A relative of Swiss chard, the versatile sugar beet does more than serve as a reliable source of high-quality sugar to sweeten foods we eat. It provides a nutritious addition to feed for beef and dairy cattle as well as sheep. Its leafy greens are a favorite with some home gardeners. Sugar beet molasses, a processing byproduct, is used for making yeast, chemicals, and pharmaceuticals.

Growers in 14 states produce America's sugar beet harvest, worth more than $1 billion annually.

Sugar beet growers helped fund Yu's research. In those tests, he showed that his experimental M6-1 sugar beets, when exposed to very high numbers of nematodes in the greenhouse, suffered little if any damage.

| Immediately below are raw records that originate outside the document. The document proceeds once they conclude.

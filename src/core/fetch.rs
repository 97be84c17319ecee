use std::time::Duration;

use reqwest::{Client, StatusCode};
use tracing::debug;
use url::Url;

use crate::error::FetchError;

/// Downloads documents over HTTP. One GET per call, no retries.
#[derive(Clone, Debug)]
pub struct Spider {
    http: Client,
}

impl Spider {
    pub fn new(http: Client) -> Self {
        Self { http }
    }

    /// Every request is bounded by `timeout` on top of the transport defaults.
    pub fn with_timeout(timeout: Duration) -> Result<Self, FetchError> {
        let http = Client::builder()
            .timeout(timeout)
            .pool_idle_timeout(Duration::from_secs(30))
            .build()?;
        Ok(Self::new(http))
    }

    pub async fn fetch_str(&self, url: &str) -> Result<String, FetchError> {
        let url = Url::parse(url)?;
        self.fetch(&url).await
    }

    pub async fn fetch(&self, url: &Url) -> Result<String, FetchError> {
        debug!(url = %url, "download");

        let resp = self.http.get(url.clone()).send().await?;
        let status = resp.status();
        if status != StatusCode::OK {
            return Err(FetchError::HttpStatus(status));
        }

        Ok(resp.text().await?)
    }
}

The six different species of root-knot, or Meloidogyne, nematodes that Yu used in his studies are heavy hitters. They make up 98 percent of root-knot nematodes in the world's agricultural soils. Yu's discovery is a first: So far, no other researcher has reported any sugar beets—or any crop species, for that matter—that resist all six species.

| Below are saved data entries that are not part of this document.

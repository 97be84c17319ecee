use std::time::Duration;

use clap::Args;

use crate::config::MonitorConfig;
use crate::constants::{
    DEFAULT_HOST, DEFAULT_HTTP_TIMEOUT_SECS, DEFAULT_POLL_INTERVAL_SECS, DEFAULT_POOL_NAME,
    DEFAULT_PORT,
};

#[derive(Args, Debug, Clone)]
pub struct ClusterArgs {
    /// Host of any node in the cluster
    #[arg(long, default_value = DEFAULT_HOST)]
    pub host: String,

    /// REST port of the cluster
    #[arg(long, default_value_t = DEFAULT_PORT)]
    pub port: u16,

    /// Name of the pool to monitor
    #[arg(long, default_value = DEFAULT_POOL_NAME)]
    pub pool: String,

    /// Seconds between the end of one poll and the start of the next
    #[arg(long, default_value_t = DEFAULT_POLL_INTERVAL_SECS)]
    pub poll_interval_secs: u64,

    /// Per request HTTP timeout (seconds)
    #[arg(long, default_value_t = DEFAULT_HTTP_TIMEOUT_SECS)]
    pub http_timeout_secs: u64,
}

impl ClusterArgs {
    pub fn to_config(&self) -> MonitorConfig {
        MonitorConfig::new(self.host.clone(), self.port)
            .with_pool_name(self.pool.clone())
            .with_poll_interval(Duration::from_secs(self.poll_interval_secs))
            .with_http_timeout(Duration::from_secs(self.http_timeout_secs))
    }
}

In addition to nematode enemies, sugar beets can also fall victim to diseases like rhizomania, or crazy root, called that because of the odd-looking roots of diseased plants; Erwinia root rot, caused by a bacterium; and virus yellows, named for the sickly color of leaves of afflicted plants.

Geneticist Ming Yu and technician Linda Pakish examine a sugar beet damaged by root-knot nematodes. Link to photo information.
Geneticist Ming Yu and technician Linda Pakish examine a sugar beet damaged by root-knot nematodes.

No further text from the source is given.